**Dataset entries**
----------------

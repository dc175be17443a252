use axum::response::Json;
use serde_json::{Value, json};

/// Health check for the short-lived callback server, reporting the
/// application name and version.
pub async fn health() -> Json<Value> {
    Json(json!({
        "service": env!("CARGO_PKG_NAME"),
        "status": "ok",
        "version": env!("CARGO_PKG_VERSION")
    }))
}
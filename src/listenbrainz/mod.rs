//! # ListenBrainz Scrobbler Core
//!
//! The submission pipeline: qualifying plays are appended to the durable
//! queue, batched (up to [`SCROBBLES_PER_REQUEST`] per request), submitted
//! to `POST /1/submit-listens` and reconciled against the queue based on the
//! reply classification. Delivery is at-least-once: a record leaves the
//! queue only on confirmed success or an explicit single-item rejection.
//!
//! ## Control flow
//!
//! Play tracking observes playback events and enqueues qualifying listens.
//! The retry scheduler ([`Scrobbler::start_submit`]) decides when the next
//! submission attempt runs: immediately on the initial trigger when no delay
//! is configured and the previous attempt succeeded, otherwise via a
//! single-shot timer of `max(submit_delay, 30s after an error, else 5s)`.
//! Every submit cycle ends by re-invoking the scheduler, so the queue is
//! retried indefinitely until it drains.
//!
//! ## Concurrency
//!
//! All state lives behind one async mutex; suspension happens only at
//! network-request boundaries. Single-flight is enforced twice: the
//! [`SubmitState`] machine makes a second `submit` a no-op while a batch is
//! in flight, and the per-record `sent` flag keeps records of an outstanding
//! request out of any newly assembled batch.

pub mod auth;
pub mod payload;
pub mod response;

use std::{future::Future, pin::Pin, sync::Arc, time::Duration};

use reqwest::{Client, header::AUTHORIZATION};
use tokio::{sync::Mutex, task::JoinHandle};

use crate::{
    config, info,
    management::{
        GROUP_PLAYBACK, ScrobbleCache, ScrobblerConfig, SessionManager, SettingsStore,
    },
    server::start_api_server,
    types::{
        AuthCallback, ListenRecord, PlayingTrack, SubmitListens, TrackMetadata,
    },
    utils, warning,
};

use response::ReplyKind;

/// Maximum number of listens carried by one submission request.
pub const SCROBBLES_PER_REQUEST: usize = 10;

/// Minimum tracked playtime before a never-scrobbled live/radio item earns a
/// derived scrobble on replacement.
pub const DERIVED_SCROBBLE_MIN_SECS: i64 = 30;

/// Single-flight state of the batch submitter.
#[derive(Debug, Clone, Copy, PartialEq, Eq)]
pub enum SubmitState {
    Idle,
    Submitting,
}

/// Result of one submit cycle, for callers driving cycles manually.
#[derive(Debug, Clone, PartialEq, Eq)]
pub enum SubmitOutcome {
    /// Preconditions not met: disabled, unauthenticated or offline.
    Skipped,
    /// Empty batch: nothing eligible, or a batch is already in flight.
    Nothing,
    /// The batch was accepted; count of flushed listens.
    Submitted(usize),
    /// The attempt failed; the queue still holds retryable records.
    Failed(String),
}

/// Read-only snapshot for the status command.
#[derive(Debug, Clone)]
pub struct StatusSnapshot {
    pub authenticated: bool,
    pub enabled: bool,
    pub offline: bool,
    pub submit_delay: i64,
    pub pending: usize,
    pub last_submit_errored: bool,
    pub playing: Option<PlayingTrack>,
}

struct Inner {
    config: ScrobblerConfig,
    settings: SettingsStore,
    session: SessionManager,
    cache: ScrobbleCache,
    playing: Option<PlayingTrack>,
    submit_state: SubmitState,
    submit_error: bool,
    submit_timer: Option<JoinHandle<()>>,
    refresh_timer: Option<JoinHandle<()>>,
}

/// The scrobbler: durable queue, batch submitter, retry scheduler, session
/// manager and play tracking behind one handle.
pub struct Scrobbler {
    http: Client,
    inner: Mutex<Inner>,
}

----------------

**PROBLEM REQUIREMENTS**
Filter the entries and copy each line with "scheduler".

**SOLUTION TO THIS PROBLEM**
//! The retry scheduler ([`Scrobbler::start_submit`]) decides when the next
//! Every submit cycle ends by re-invoking the scheduler, so the queue is
/// The scrobbler: durable queue, batch submitter, retry scheduler, session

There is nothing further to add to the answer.